(Collected data)
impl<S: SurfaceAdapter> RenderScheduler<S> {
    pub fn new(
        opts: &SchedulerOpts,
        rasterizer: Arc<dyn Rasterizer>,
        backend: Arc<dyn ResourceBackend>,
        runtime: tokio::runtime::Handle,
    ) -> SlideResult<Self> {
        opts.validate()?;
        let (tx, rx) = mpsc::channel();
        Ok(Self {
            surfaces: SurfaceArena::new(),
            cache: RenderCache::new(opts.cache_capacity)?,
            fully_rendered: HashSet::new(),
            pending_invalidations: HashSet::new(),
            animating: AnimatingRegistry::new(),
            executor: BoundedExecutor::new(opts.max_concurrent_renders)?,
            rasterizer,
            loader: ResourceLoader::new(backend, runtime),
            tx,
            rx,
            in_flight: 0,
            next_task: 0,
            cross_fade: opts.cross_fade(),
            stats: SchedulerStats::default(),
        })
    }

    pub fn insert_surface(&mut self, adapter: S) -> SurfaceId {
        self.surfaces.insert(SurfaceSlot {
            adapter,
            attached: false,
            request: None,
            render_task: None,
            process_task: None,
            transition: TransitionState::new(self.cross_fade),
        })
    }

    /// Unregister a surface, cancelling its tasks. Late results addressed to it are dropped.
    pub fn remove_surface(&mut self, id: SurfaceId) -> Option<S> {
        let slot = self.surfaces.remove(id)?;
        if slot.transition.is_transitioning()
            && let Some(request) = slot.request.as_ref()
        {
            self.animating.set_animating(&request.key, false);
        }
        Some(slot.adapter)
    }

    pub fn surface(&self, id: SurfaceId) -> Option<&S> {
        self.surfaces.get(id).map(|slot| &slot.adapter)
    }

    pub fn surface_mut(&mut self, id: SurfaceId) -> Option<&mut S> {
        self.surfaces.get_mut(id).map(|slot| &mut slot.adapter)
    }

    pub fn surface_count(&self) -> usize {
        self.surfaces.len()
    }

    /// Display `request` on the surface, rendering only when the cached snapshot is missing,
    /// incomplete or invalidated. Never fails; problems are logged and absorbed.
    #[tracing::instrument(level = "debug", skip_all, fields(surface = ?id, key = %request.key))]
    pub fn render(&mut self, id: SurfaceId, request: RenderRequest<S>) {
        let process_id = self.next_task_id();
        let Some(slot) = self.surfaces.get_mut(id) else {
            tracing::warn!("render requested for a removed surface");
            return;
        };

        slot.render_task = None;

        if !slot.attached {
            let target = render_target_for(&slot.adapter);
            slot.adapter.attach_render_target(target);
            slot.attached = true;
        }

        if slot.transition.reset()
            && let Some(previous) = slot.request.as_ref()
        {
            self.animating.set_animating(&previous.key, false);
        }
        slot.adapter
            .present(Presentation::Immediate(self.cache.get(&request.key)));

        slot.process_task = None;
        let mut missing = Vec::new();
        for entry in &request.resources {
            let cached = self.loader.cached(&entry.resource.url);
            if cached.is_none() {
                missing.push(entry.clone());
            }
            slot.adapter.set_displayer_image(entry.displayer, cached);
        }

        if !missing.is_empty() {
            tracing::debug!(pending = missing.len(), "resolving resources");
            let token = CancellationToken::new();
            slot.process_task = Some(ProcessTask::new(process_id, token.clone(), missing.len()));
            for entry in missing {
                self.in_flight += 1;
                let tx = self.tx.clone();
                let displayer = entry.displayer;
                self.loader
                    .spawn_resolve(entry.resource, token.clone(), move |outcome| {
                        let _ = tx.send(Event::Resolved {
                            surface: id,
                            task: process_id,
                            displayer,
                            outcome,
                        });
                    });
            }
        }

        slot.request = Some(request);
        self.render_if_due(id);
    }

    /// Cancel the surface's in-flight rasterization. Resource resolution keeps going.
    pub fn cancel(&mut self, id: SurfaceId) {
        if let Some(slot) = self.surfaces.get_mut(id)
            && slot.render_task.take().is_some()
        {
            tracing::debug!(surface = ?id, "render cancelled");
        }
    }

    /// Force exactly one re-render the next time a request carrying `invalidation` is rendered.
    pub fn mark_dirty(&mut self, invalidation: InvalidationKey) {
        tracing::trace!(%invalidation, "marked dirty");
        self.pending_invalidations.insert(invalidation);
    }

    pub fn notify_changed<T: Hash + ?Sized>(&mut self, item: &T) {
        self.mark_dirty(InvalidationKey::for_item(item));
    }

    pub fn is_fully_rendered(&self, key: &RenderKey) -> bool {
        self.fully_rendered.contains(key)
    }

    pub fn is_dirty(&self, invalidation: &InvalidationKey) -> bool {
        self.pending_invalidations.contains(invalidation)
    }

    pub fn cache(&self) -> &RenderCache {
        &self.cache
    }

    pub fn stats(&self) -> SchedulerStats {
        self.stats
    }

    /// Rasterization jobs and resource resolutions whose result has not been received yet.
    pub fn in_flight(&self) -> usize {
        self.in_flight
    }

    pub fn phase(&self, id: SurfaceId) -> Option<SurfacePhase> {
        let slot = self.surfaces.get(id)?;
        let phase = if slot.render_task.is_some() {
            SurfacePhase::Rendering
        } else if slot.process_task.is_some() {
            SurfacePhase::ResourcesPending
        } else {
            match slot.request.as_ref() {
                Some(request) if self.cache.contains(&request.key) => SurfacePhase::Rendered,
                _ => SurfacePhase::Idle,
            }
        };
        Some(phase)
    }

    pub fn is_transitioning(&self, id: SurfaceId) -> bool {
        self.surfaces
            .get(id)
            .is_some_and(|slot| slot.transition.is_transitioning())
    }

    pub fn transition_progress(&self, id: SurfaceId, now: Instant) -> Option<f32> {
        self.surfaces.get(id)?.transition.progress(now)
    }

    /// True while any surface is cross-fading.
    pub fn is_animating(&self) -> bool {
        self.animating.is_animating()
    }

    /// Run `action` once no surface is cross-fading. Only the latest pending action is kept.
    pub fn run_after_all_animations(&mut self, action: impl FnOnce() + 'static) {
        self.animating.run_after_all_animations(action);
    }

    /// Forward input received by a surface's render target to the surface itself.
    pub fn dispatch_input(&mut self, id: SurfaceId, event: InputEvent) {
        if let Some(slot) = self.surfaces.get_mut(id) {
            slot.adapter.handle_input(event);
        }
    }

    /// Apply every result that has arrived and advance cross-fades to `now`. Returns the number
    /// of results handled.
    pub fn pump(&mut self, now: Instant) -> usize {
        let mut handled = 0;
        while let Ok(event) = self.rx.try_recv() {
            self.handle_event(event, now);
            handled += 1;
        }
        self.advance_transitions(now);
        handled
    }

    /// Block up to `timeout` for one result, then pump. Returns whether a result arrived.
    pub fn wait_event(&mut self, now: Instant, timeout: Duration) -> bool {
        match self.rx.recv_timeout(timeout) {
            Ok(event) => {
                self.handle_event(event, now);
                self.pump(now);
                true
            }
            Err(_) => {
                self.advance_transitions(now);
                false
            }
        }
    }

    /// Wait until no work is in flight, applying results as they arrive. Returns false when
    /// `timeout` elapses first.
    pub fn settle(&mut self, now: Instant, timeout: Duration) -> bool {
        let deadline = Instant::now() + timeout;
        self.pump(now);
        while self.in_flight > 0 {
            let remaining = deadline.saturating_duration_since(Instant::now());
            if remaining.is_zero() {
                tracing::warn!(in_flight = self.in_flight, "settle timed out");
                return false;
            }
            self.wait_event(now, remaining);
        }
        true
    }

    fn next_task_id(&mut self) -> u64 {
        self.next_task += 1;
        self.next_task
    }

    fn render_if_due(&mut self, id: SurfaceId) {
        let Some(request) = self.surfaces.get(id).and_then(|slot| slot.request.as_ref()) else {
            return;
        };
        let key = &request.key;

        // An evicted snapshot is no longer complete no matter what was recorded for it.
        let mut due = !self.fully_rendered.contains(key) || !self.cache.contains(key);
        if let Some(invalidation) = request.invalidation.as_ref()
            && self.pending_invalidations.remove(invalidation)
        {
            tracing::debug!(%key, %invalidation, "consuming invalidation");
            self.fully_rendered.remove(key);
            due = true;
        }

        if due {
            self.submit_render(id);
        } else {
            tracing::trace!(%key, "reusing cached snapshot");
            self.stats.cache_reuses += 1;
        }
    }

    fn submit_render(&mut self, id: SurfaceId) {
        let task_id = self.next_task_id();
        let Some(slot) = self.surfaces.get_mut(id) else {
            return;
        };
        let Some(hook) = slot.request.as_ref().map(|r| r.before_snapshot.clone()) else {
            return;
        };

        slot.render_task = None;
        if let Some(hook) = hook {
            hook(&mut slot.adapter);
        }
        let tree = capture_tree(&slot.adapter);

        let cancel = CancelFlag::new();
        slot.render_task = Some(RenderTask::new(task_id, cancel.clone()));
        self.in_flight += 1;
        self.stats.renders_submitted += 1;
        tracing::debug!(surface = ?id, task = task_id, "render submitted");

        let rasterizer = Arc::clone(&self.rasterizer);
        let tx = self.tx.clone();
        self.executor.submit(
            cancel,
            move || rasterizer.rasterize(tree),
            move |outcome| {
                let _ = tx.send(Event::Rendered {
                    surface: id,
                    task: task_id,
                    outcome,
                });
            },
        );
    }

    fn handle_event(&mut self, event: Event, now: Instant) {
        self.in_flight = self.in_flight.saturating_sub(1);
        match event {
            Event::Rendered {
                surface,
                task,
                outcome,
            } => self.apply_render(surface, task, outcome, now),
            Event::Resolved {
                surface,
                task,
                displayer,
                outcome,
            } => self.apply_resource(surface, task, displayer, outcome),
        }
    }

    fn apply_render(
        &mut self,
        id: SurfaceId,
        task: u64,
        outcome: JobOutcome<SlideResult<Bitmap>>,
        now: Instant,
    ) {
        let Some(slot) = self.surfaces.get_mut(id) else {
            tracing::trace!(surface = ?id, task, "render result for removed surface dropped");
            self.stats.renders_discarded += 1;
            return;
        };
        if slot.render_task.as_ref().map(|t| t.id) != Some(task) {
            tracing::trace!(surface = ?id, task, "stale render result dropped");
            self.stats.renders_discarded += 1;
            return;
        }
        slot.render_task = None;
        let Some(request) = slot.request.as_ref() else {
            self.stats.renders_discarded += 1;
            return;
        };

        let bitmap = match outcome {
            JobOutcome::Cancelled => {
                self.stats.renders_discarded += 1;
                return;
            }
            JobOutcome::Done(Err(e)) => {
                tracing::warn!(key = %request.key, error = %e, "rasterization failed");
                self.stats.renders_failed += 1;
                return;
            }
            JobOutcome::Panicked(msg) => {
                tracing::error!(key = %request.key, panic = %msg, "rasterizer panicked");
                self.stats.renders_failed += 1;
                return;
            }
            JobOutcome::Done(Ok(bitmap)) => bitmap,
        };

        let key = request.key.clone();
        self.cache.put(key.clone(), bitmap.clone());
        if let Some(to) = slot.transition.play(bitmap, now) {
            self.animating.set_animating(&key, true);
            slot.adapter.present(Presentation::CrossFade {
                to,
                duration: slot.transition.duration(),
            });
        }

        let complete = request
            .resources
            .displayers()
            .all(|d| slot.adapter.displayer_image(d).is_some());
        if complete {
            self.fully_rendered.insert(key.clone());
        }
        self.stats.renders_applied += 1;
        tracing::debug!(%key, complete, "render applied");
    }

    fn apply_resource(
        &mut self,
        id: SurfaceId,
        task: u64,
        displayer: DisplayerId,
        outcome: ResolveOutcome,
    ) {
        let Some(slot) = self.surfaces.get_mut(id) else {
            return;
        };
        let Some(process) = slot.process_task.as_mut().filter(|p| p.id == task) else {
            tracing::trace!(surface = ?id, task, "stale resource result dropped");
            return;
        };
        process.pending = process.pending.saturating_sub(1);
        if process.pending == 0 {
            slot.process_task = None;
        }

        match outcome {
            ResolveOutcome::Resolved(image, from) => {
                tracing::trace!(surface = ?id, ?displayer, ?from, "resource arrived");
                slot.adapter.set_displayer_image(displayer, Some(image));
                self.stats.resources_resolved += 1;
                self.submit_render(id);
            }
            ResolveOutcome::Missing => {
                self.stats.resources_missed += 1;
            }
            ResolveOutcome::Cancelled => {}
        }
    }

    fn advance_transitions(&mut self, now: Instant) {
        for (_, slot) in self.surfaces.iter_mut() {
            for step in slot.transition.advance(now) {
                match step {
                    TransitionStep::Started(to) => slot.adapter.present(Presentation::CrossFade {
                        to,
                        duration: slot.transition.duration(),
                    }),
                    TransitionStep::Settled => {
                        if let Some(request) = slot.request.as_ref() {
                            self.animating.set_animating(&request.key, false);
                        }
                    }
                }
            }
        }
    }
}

---

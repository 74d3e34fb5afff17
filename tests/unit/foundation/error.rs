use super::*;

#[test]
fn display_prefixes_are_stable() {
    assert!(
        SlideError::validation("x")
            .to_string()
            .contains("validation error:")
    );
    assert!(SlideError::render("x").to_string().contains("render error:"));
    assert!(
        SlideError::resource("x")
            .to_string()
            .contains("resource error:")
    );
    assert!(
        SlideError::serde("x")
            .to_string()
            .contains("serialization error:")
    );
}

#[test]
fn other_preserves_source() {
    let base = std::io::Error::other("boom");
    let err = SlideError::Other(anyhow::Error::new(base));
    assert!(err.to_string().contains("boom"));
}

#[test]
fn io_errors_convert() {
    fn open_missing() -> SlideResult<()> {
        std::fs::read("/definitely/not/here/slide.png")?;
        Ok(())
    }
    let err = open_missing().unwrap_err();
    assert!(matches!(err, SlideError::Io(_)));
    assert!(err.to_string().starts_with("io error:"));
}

> Required action
Only one stretch of the entries above is wanted: the lines from the one containing "hook(&mut slot.adapter);" through the one containing "if slot.render_task.as_ref().map(|t| t.id)". Please reproduce it exactly.

> Completed exercise
            hook(&mut slot.adapter);
        }
        let tree = capture_tree(&slot.adapter);

        let cancel = CancelFlag::new();
        slot.render_task = Some(RenderTask::new(task_id, cancel.clone()));
        self.in_flight += 1;
        self.stats.renders_submitted += 1;
        tracing::debug!(surface = ?id, task = task_id, "render submitted");

        let rasterizer = Arc::clone(&self.rasterizer);
        let tx = self.tx.clone();
        self.executor.submit(
            cancel,
            move || rasterizer.rasterize(tree),
            move |outcome| {
                let _ = tx.send(Event::Rendered {
                    surface: id,
                    task: task_id,
                    outcome,
                });
            },
        );
    }

    fn handle_event(&mut self, event: Event, now: Instant) {
        self.in_flight = self.in_flight.saturating_sub(1);
        match event {
            Event::Rendered {
                surface,
                task,
                outcome,
            } => self.apply_render(surface, task, outcome, now),
            Event::Resolved {
                surface,
                task,
                displayer,
                outcome,
            } => self.apply_resource(surface, task, displayer, outcome),
        }
    }

    fn apply_render(
        &mut self,
        id: SurfaceId,
        task: u64,
        outcome: JobOutcome<SlideResult<Bitmap>>,
        now: Instant,
    ) {
        let Some(slot) = self.surfaces.get_mut(id) else {
            tracing::trace!(surface = ?id, task, "render result for removed surface dropped");
            self.stats.renders_discarded += 1;
            return;
        };
        if slot.render_task.as_ref().map(|t| t.id) != Some(task) {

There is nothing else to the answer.